*EXERCISE*. Every line of the material below that holds the string "ElementClass" should be copied.

*INFORMATION SUPPLIED*.
________________________________________
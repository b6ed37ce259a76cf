//! Script nodes in the host document.

use crate::error::HostError;
use hatch_domain::constants::{SCRIPT_CHARSET, SCRIPT_TYPE};
use std::fmt;
use std::rc::Rc;

/// Identifies one script node attached by a [`ScriptHost`].
#[derive(Debug, Clone, Copy, PartialEq, Eq, Hash, PartialOrd, Ord)]
pub struct NodeId(pub u64);

impl fmt::Display for NodeId {
    fn fmt(&self, f: &mut fmt::Formatter<'_>) -> fmt::Result {
        write!(f, "node#{}", self.0)
    }
}

/// Attributes of an external script reference.
#[derive(Debug, Clone, PartialEq, Eq)]
pub struct ScriptRequest {
    pub src: String,
    pub is_async: bool,
    pub script_type: &'static str,
    pub charset: &'static str,
}

impl ScriptRequest {
    /// A non-blocking `text/javascript` reference to `src`.
    pub fn new(src: impl Into<String>) -> Self {
        Self { src: src.into(), is_async: true, script_type: SCRIPT_TYPE, charset: SCRIPT_CHARSET }
    }
}

/// Event a script node reports once its fetch is over.
#[derive(Debug, Clone, Copy, PartialEq, Eq)]
pub enum ScriptEvent {
    Load,
    Error,
}

/// Receives the load/error notifications of one script node.
pub trait ScriptListener {
    fn on_event(&self, event: ScriptEvent);
}

/// Document tree able to carry external script references.
///
/// Implementations must deliver events only while the listener is attached:
/// after [`ScriptHost::detach_listener`] the listener is never called again.
pub trait ScriptHost {
    /// Creates a script node for `request`, installs `listener` and appends the node to the
    /// document head.
    ///
    /// # Errors
    /// Returns [`HostError::Unavailable`] if the document cannot take the node.
    fn append_script(
        &self,
        request: &ScriptRequest,
        listener: Rc<dyn ScriptListener>,
    ) -> Result<NodeId, HostError>;

    /// Drops the listener of `node`. Unknown nodes are ignored.
    fn detach_listener(&self, node: NodeId);

    /// Removes `node` from the document.
    ///
    /// # Errors
    /// Returns [`HostError::NodeNotFound`] if the node is not attached.
    fn remove_script(&self, node: NodeId) -> Result<(), HostError>;
}

impl<T: ScriptHost + ?Sized> ScriptHost for Rc<T> {
    fn append_script(
        &self,
        request: &ScriptRequest,
        listener: Rc<dyn ScriptListener>,
    ) -> Result<NodeId, HostError> {
        (**self).append_script(request, listener)
    }

    fn detach_listener(&self, node: NodeId) {
        (**self).detach_listener(node);
    }

    fn remove_script(&self, node: NodeId) -> Result<(), HostError> {
        (**self).remove_script(node)
    }
}
use hatch::prelude::*;
use hatch_host::{MemoryDocument, MemoryElement, MemoryTagRegistry, Route, ScriptEvent, TokioTimer};
use std::cell::{Cell, RefCell};
use std::rc::Rc;

const BASE_URL: &str = "https://cdn.example";
const POLYFILL: &str = "https://cdn.example/_next/static/chunks/customElements.js";
const HELLO_BUNDLE: &str = "https://cdn.example/_next/static/widgets/hello/index.js";

/// Renders into a string buffer, one entry per mounted instance.
#[derive(Default)]
struct TextRender {
    output: RefCell<Vec<String>>,
    unmounted: Cell<usize>,
}

impl RenderCapability for TextRender {
    type Handle = usize;

    fn mount(&self, props: &MountProps) -> Result<usize, ElementError> {
        let mut output = self.output.borrow_mut();
        output.push(format!("<{}> at {}", props.tag, props.location));
        Ok(output.len() - 1)
    }

    fn unmount(&self, _handle: usize) {
        self.unmounted.set(self.unmounted.get() + 1);
    }
}

type Registry = MemoryTagRegistry<WidgetClass<TextRender>>;

struct Fixture {
    document: MemoryDocument,
    registry: Registry,
    installed: Rc<Cell<bool>>,
    page: Page<Registry, TextRender>,
}

fn config(widgets: &[(&str, &str)]) -> HatchConfig {
    let mut config = HatchConfig::default();
    config.public.base_url = BASE_URL.to_owned();
    config.widgets =
        widgets.iter().map(|(name, tag)| WidgetConfig::new(*name, *tag)).collect();
    config
}

fn fixture(config: HatchConfig) -> Fixture {
    let document = MemoryDocument::new();
    let registry = Registry::new();
    let installed = Rc::new(Cell::new(false));
    let exports = RenderExports::new();

    let flag = Rc::clone(&installed);
    document.route(POLYFILL, Route::load_with(move || flag.set(true)));

    let capability = {
        let (installed, registry) = (Rc::clone(&installed), registry.clone());
        custom_elements_capability(&config, move || installed.get().then(|| registry.clone()))
    };
    let loader = FeatureLoader::new(ScriptInjector::new(document.clone(), TokioTimer));
    let page = Page::new(config, loader, capability, exports);

    Fixture { document, registry, installed, page }
}

#[tokio::test]
async fn bootstrap_registers_every_widget_after_polyfill() {
    let fx = fixture(config(&[("hello", "hello-widget"), ("chart", "chart-widget")]));

    let report = fx.page.bootstrap().await;

    assert!(report.is_complete());
    assert_eq!(report.registered, vec!["hello-widget", "chart-widget"]);
    assert!(fx.installed.get());
    assert_eq!(fx.document.injections(POLYFILL), 1);
    assert_eq!(fx.registry.tags(), vec!["chart-widget", "hello-widget"]);
}

#[tokio::test]
async fn concurrent_widgets_share_a_pending_polyfill() {
    let fx = fixture(config(&[("hello", "hello-widget"), ("chart", "chart-widget")]));
    fx.document.route(POLYFILL, Route::hold());

    let (report, ()) = tokio::join!(fx.page.bootstrap(), async {
        tokio::task::yield_now().await;
        assert_eq!(fx.document.injections(POLYFILL), 1);
        fx.installed.set(true);
        assert!(fx.document.fire(POLYFILL, ScriptEvent::Load));
    });

    assert!(report.is_complete(), "{report:?}");
    assert_eq!(report.registered, vec!["hello-widget", "chart-widget"]);
    assert_eq!(fx.document.injections(POLYFILL), 1);
    assert!(!fx.document.is_attached(POLYFILL));
}

#[tokio::test]
async fn invalid_tag_does_not_block_other_widgets() {
    let fx = fixture(config(&[("hello", "hello-widget"), ("broken", "Broken")]));

    let report = fx.page.bootstrap().await;

    assert!(!report.is_complete());
    assert_eq!(report.registered, vec!["hello-widget"]);
    assert_eq!(report.failed.len(), 1);
    assert_eq!(report.failed[0].tag, "Broken");
    assert!(!fx.registry.has_tag("Broken"));
}

#[tokio::test]
async fn second_bootstrap_reports_already_defined() {
    let fx = fixture(config(&[("hello", "hello-widget")]));

    fx.page.bootstrap().await;
    let report = fx.page.bootstrap().await;

    assert!(report.registered.is_empty());
    assert_eq!(report.already_defined, vec!["hello-widget"]);
    assert_eq!(fx.document.injections(POLYFILL), 1);
}

#[tokio::test]
async fn polyfill_failure_fails_every_widget() {
    let fx = fixture(config(&[("hello", "hello-widget"), ("chart", "chart-widget")]));
    fx.document.route(POLYFILL, Route::error());

    let report = fx.page.bootstrap().await;

    assert!(report.registered.is_empty());
    assert_eq!(report.failed.len(), 2);
    assert!(report.failed.iter().all(|failure| failure.message.contains(POLYFILL)));
    assert_eq!(fx.registry.len(), 0);
}

#[tokio::test]
async fn registered_widget_mounts_from_its_bundle() {
    let fx = fixture(config(&[("hello", "hello-widget")]));
    let exports = fx.page.exports().clone();
    let render = Rc::new(TextRender::default());
    {
        let render = Rc::clone(&render);
        fx.document.route(
            HELLO_BUNDLE,
            Route::load_with(move || exports.publish("hello-widget", Rc::clone(&render))),
        );
    }

    fx.page.bootstrap().await;
    let class = fx.registry.get("hello-widget").expect("class registered");
    let element = class.create(MemoryElement::new().with_attribute("location", "/dashboard"));

    assert!(element.connect().await.is_mounted());
    assert_eq!(*render.output.borrow(), vec!["<hello-widget> at /dashboard"]);
    assert_eq!(fx.document.injections(HELLO_BUNDLE), 1);

    element.disconnect();
    assert_eq!(render.unmounted.get(), 1);
    assert_eq!(element.phase(), Phase::Unmounted);

    // A second instance reuses the published export.
    let other = class.create(MemoryElement::new());
    assert!(other.connect().await.is_mounted());
    assert_eq!(fx.document.injections(HELLO_BUNDLE), 1);
}

#[tokio::test]
async fn location_attribute_follows_config() {
    let mut config = config(&[("hello", "hello-widget")]);
    config.elements.location_attribute = "data-route".to_owned();
    let fx = fixture(config);
    let exports = fx.page.exports().clone();
    let render = Rc::new(TextRender::default());
    exports.publish("hello-widget", Rc::clone(&render));

    let class = fx.page.widget_class(&fx.page.config().widgets[0]);
    let element = class.create(
        MemoryElement::new().with_attribute("data-route", "/a").with_attribute("location", "/b"),
    );

    assert!(element.connect().await.is_mounted());
    assert_eq!(element.location(), "/a");
    assert_eq!(fx.document.injections(HELLO_BUNDLE), 0);
}

#[test]
fn capability_uses_configured_polyfill_and_timeout() {
    let config: HatchConfig = serde_json::from_value(serde_json::json!({
        "loader": { "script_timeout_ms": 0 },
        "elements": { "polyfill_src": "/vendor/ce.js" },
    }))
    .expect("valid config");

    let descriptor = custom_elements_capability(&config, || Some(()));

    assert_eq!(descriptor.name(), "custom-elements");
    assert_eq!(descriptor.script_src(), Some("/vendor/ce.js"));
    assert_eq!(config.loader.script_timeout(), std::time::Duration::ZERO);
}
//! Page bootstrap: registers every configured widget as a custom element type.

use futures_util::future::join_all;
use hatch_domain::config::HatchConfig;
use hatch_domain::constants::CUSTOM_ELEMENTS_FEATURE;
use hatch_domain::widget::WidgetConfig;
use hatch_element::{
    DefineOutcome, ElementBridge, ElementClass, ElementError, RenderCapability, RenderExports,
    ScriptModule,
};
use hatch_host::TagRegistry;
use hatch_loader::{FeatureDescriptor, FeatureLoader};
use std::fmt;
use tracing::{error, info, instrument};

/// Element class registered for a configured widget.
pub type WidgetClass<V> = ElementClass<ScriptModule<V>>;

/// Describes the custom element capability of a page: `check` yields the registry when it is
/// present, otherwise the configured polyfill is injected.
pub fn custom_elements_capability<R>(
    config: &HatchConfig,
    check: impl Fn() -> Option<R> + 'static,
) -> FeatureDescriptor<R> {
    FeatureDescriptor::builder(CUSTOM_ELEMENTS_FEATURE)
        .check(check)
        .script(config.polyfill_src())
        .max_timeout(config.loader.script_timeout())
        .build()
}

/// A widget that could not be registered.
#[derive(Debug, Clone, PartialEq, Eq)]
pub struct WidgetFailure {
    pub tag: String,
    pub message: String,
}

/// What [`Page::bootstrap`] did, per tag and in configuration order.
#[derive(Debug, Clone, Default, PartialEq, Eq)]
pub struct BootstrapReport {
    pub registered: Vec<String>,
    pub already_defined: Vec<String>,
    pub failed: Vec<WidgetFailure>,
}

impl BootstrapReport {
    /// `true` when every configured widget has a registered type.
    #[must_use]
    pub fn is_complete(&self) -> bool {
        self.failed.is_empty()
    }
}

/// Everything one embedding page needs to turn its widget list into element types.
pub struct Page<R, V> {
    config: HatchConfig,
    bridge: ElementBridge<R>,
    exports: RenderExports<V>,
}

impl<R, V> Page<R, V>
where
    R: TagRegistry<Class = WidgetClass<V>>,
    V: RenderCapability + 'static,
{
    /// `exports` is where the widget bundles publish their render capabilities.
    #[must_use]
    pub const fn new(
        config: HatchConfig,
        loader: FeatureLoader,
        capability: FeatureDescriptor<R>,
        exports: RenderExports<V>,
    ) -> Self {
        Self { config, bridge: ElementBridge::new(loader, capability), exports }
    }

    #[must_use]
    pub const fn config(&self) -> &HatchConfig {
        &self.config
    }

    #[must_use]
    pub const fn exports(&self) -> &RenderExports<V> {
        &self.exports
    }

    /// Builds the class for `widget`; its instances load the widget bundle on first connect.
    #[must_use]
    pub fn widget_class(&self, widget: &WidgetConfig) -> WidgetClass<V> {
        let module = ScriptModule::new(
            self.bridge.loader().clone(),
            self.exports.clone(),
            widget.tag.clone(),
            widget.bundle_src(&self.config.public.base_url),
            self.config.loader.script_timeout(),
        );
        ElementClass::new(widget.tag.as_str(), module)
            .with_location_attribute(self.config.elements.location_attribute.as_str())
    }

    /// Registers a single widget.
    ///
    /// # Errors
    /// See [`ElementBridge::define`].
    pub async fn define_widget(&self, widget: &WidgetConfig) -> Result<DefineOutcome, ElementError> {
        self.bridge.define(&widget.tag, || self.widget_class(widget)).await
    }

    /// Registers every configured widget concurrently.
    ///
    /// A failing widget is logged and reported; it never prevents the others from registering.
    #[instrument(skip_all, fields(widgets = self.config.widgets.len()))]
    pub async fn bootstrap(&self) -> BootstrapReport {
        let results = join_all(self.config.widgets.iter().map(|widget| async move {
            (widget.tag.clone(), self.define_widget(widget).await)
        }))
        .await;

        let mut report = BootstrapReport::default();
        for (tag, result) in results {
            match result {
                Ok(DefineOutcome::Registered) => report.registered.push(tag),
                Ok(DefineOutcome::AlreadyDefined) => report.already_defined.push(tag),
                Err(e) => {
                    error!(tag = %tag, error = %e, "Widget type unavailable on this page");
                    report.failed.push(WidgetFailure { tag, message: e.to_string() });
                },
            }
        }

        info!(
            registered = report.registered.len(),
            already_defined = report.already_defined.len(),
            failed = report.failed.len(),
            "Page bootstrap finished"
        );
        report
    }
}

impl<R, V> fmt::Debug for Page<R, V> {
    fn fmt(&self, f: &mut fmt::Formatter<'_>) -> fmt::Result {
        f.debug_struct("Page")
            .field("widgets", &self.config.widgets.len())
            .field("bridge", &self.bridge)
            .finish_non_exhaustive()
    }
}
________________________________________
*YOUR SOLUTION*.
    DefineOutcome, ElementBridge, ElementClass, ElementError, RenderCapability, RenderExports,
pub type WidgetClass<V> = ElementClass<ScriptModule<V>>;
        ElementClass::new(widget.tag.as_str(), module)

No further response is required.